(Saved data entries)

--- --- ---

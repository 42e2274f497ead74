//! CLI argument definitions using Clap

use std::path::PathBuf;

use clap::{ArgAction, Parser, Subcommand};

use crate::domain::config::{AppConfig, AudioSection};

/// voice-survey - voice-activated capture and playback for spoken questionnaires
#[derive(Parser, Debug)]
#[command(name = "voice-survey")]
#[command(version)]
#[command(about = "Record spoken answers with voice activity detection and play prompts back")]
#[command(long_about = None)]
pub struct Cli {
    /// Increase log verbosity (-v info, -vv debug, -vvv trace)
    #[arg(short = 'v', long = "verbose", action = ArgAction::Count, global = true)]
    pub verbose: u8,

    /// Config file to use instead of the XDG location
    #[arg(long, value_name = "PATH", env = "VOICE_SURVEY_CONFIG", global = true)]
    pub config: Option<PathBuf>,

    /// Input device name (see `voice-survey devices`)
    #[arg(long, value_name = "NAME", global = true)]
    pub device: Option<String>,

    /// RMS level at or above which a block counts as speech
    #[arg(long, value_name = "LEVEL", global = true)]
    pub threshold: Option<f32>,

    /// Trailing silence that ends an utterance (e.g., 1500ms, 2s)
    #[arg(long, value_name = "TIME", global = true)]
    pub silence: Option<String>,

    /// Speech required before an utterance can end
    #[arg(long, value_name = "TIME", global = true)]
    pub min_speech: Option<String>,

    /// Hard cap on a single recording
    #[arg(long, value_name = "TIME", global = true)]
    pub max_duration: Option<String>,

    #[command(subcommand)]
    pub command: Commands,
}

impl Cli {
    /// The slice of configuration given on the command line
    pub fn overrides(&self) -> AppConfig {
        let audio = AudioSection {
            device: self.device.clone(),
            volume_threshold: self.threshold,
            silence: self.silence.clone(),
            min_speech: self.min_speech.clone(),
            max_duration: self.max_duration.clone(),
            ..Default::default()
        };

        AppConfig {
            audio: (audio != AudioSection::default()).then_some(audio),
            ..Default::default()
        }
    }
}

#[derive(Subcommand, Debug)]
pub enum Commands {
    /// List input devices
    Devices,
    /// Record one utterance to a WAV file
    Record {
        /// Output file
        #[arg(short = 'o', long, value_name = "FILE", default_value = "recording.wav")]
        output: PathBuf,
        /// Stop on Enter instead of on trailing silence
        #[arg(long)]
        manual: bool,
    },
    /// Play a WAV or raw 16-bit PCM file
    Play {
        file: PathBuf,
    },
    /// Synthesize text and play it
    Say {
        text: String,
    },
    /// Record one utterance and print the transcript
    Transcribe,
    /// Keep listening and print each utterance until an exit keyword
    Listen,
    /// Manage configuration
    Config {
        #[command(subcommand)]
        action: ConfigAction,
    },
}

/// Config action subcommands
#[derive(Subcommand, Debug)]
pub enum ConfigAction {
    /// Create config file with defaults
    Init,
    /// Set a config value
    Set {
        /// Config key
        key: String,
        /// Config value
        value: String,
    },
    /// Get a config value
    Get {
        /// Config key
        key: String,
    },
    /// List all config values
    List,
    /// Show config file path
    Path,
}

/// Valid config keys
pub const VALID_CONFIG_KEYS: &[&str] = &[
    "api_key",
    "base_url",
    "audio.sample_rate",
    "audio.channels",
    "audio.block_size",
    "audio.device",
    "audio.volume_threshold",
    "audio.min_speech",
    "audio.silence",
    "audio.patience",
    "audio.max_duration",
    "audio.speech_gain",
    "audio.background_gain",
    "audio.headroom",
    "audio.high_pass_hz",
    "speech.transcription_models",
    "speech.synthesis_models",
    "speech.voice",
    "speech.language",
    "speech.speed",
    "speech.temperature",
];

pub fn is_valid_config_key(key: &str) -> bool {
    VALID_CONFIG_KEYS.contains(&key)
}
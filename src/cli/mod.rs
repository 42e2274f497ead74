//! CLI layer - Command-line interface
//!
//! Argument parsing, output formatting, signal handling and the command
//! runners.

pub mod app;
pub mod args;
pub mod config_cmd;
pub mod presenter;
pub mod signals;

pub use app::{init_logging, run, CliError, EXIT_ERROR, EXIT_SUCCESS, EXIT_USAGE_ERROR};
pub use args::{Cli, Commands, ConfigAction};
pub use presenter::Presenter;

--- --- ---

• ABOUT THIS EXERCISE: Word for word, write out each of the records above.

• SOLUTION TO THE PROBLEM:
repository 42e2274f497ead74
//! CLI argument definitions using Clap

use std::path::PathBuf;

use clap::{ArgAction, Parser, Subcommand};

use crate::domain::config::{AppConfig, AudioSection};

/// voice-survey - voice-activated capture and playback for spoken questionnaires
#[derive(Parser, Debug)]
#[command(name = "voice-survey")]
#[command(version)]
#[command(about = "Record spoken answers with voice activity detection and play prompts back")]
#[command(long_about = None)]
pub struct Cli {
    /// Increase log verbosity (-v info, -vv debug, -vvv trace)
    #[arg(short = 'v', long = "verbose", action = ArgAction::Count, global = true)]
    pub verbose: u8,

    /// Config file to use instead of the XDG location
    #[arg(long, value_name = "PATH", env = "VOICE_SURVEY_CONFIG", global = true)]
    pub config: Option<PathBuf>,

    /// Input device name (see `voice-survey devices`)
    #[arg(long, value_name = "NAME", global = true)]
    pub device: Option<String>,

    /// RMS level at or above which a block counts as speech
    #[arg(long, value_name = "LEVEL", global = true)]
    pub threshold: Option<f32>,

    /// Trailing silence that ends an utterance (e.g., 1500ms, 2s)
    #[arg(long, value_name = "TIME", global = true)]
    pub silence: Option<String>,

    /// Speech required before an utterance can end
    #[arg(long, value_name = "TIME", global = true)]
    pub min_speech: Option<String>,

    /// Hard cap on a single recording
    #[arg(long, value_name = "TIME", global = true)]
    pub max_duration: Option<String>,

    #[command(subcommand)]
    pub command: Commands,
}

impl Cli {
    /// The slice of configuration given on the command line
    pub fn overrides(&self) -> AppConfig {
        let audio = AudioSection {
            device: self.device.clone(),
            volume_threshold: self.threshold,
            silence: self.silence.clone(),
            min_speech: self.min_speech.clone(),
            max_duration: self.max_duration.clone(),
            ..Default::default()
        };

        AppConfig {
            audio: (audio != AudioSection::default()).then_some(audio),
            ..Default::default()
        }
    }
}

#[derive(Subcommand, Debug)]
pub enum Commands {
    /// List input devices
    Devices,
    /// Record one utterance to a WAV file
    Record {
        /// Output file
        #[arg(short = 'o', long, value_name = "FILE", default_value = "recording.wav")]
        output: PathBuf,
        /// Stop on Enter instead of on trailing silence
        #[arg(long)]
        manual: bool,
    },
    /// Play a WAV or raw 16-bit PCM file
    Play {
        file: PathBuf,
    },
    /// Synthesize text and play it
    Say {
        text: String,
    },
    /// Record one utterance and print the transcript
    Transcribe,
    /// Keep listening and print each utterance until an exit keyword
    Listen,
    /// Manage configuration
    Config {
        #[command(subcommand)]
        action: ConfigAction,
    },
}

/// Config action subcommands
#[derive(Subcommand, Debug)]
pub enum ConfigAction {
    /// Create config file with defaults
    Init,
    /// Set a config value
    Set {
        /// Config key
        key: String,
        /// Config value
        value: String,
    },
    /// Get a config value
    Get {
        /// Config key
        key: String,
    },
    /// List all config values
    List,
    /// Show config file path
    Path,
}

/// Valid config keys
pub const VALID_CONFIG_KEYS: &[&str] = &[
    "api_key",
    "base_url",
    "audio.sample_rate",
    "audio.channels",
    "audio.block_size",
    "audio.device",
    "audio.volume_threshold",
    "audio.min_speech",
    "audio.silence",
    "audio.patience",
    "audio.max_duration",
    "audio.speech_gain",
    "audio.background_gain",
    "audio.headroom",
    "audio.high_pass_hz",
    "speech.transcription_models",
    "speech.synthesis_models",
    "speech.voice",
    "speech.language",
    "speech.speed",
    "speech.temperature",
];

pub fn is_valid_config_key(key: &str) -> bool {
    VALID_CONFIG_KEYS.contains(&key)
}
filename src/cli/mod.rs
repository 42e2274f497ead74
//! CLI layer - Command-line interface
//!
//! Argument parsing, output formatting, signal handling and the command
//! runners.

pub mod app;
pub mod args;
pub mod config_cmd;
pub mod presenter;
pub mod signals;

pub use app::{init_logging, run, CliError, EXIT_ERROR, EXIT_SUCCESS, EXIT_USAGE_ERROR};
pub use args::{Cli, Commands, ConfigAction};
pub use presenter::Presenter;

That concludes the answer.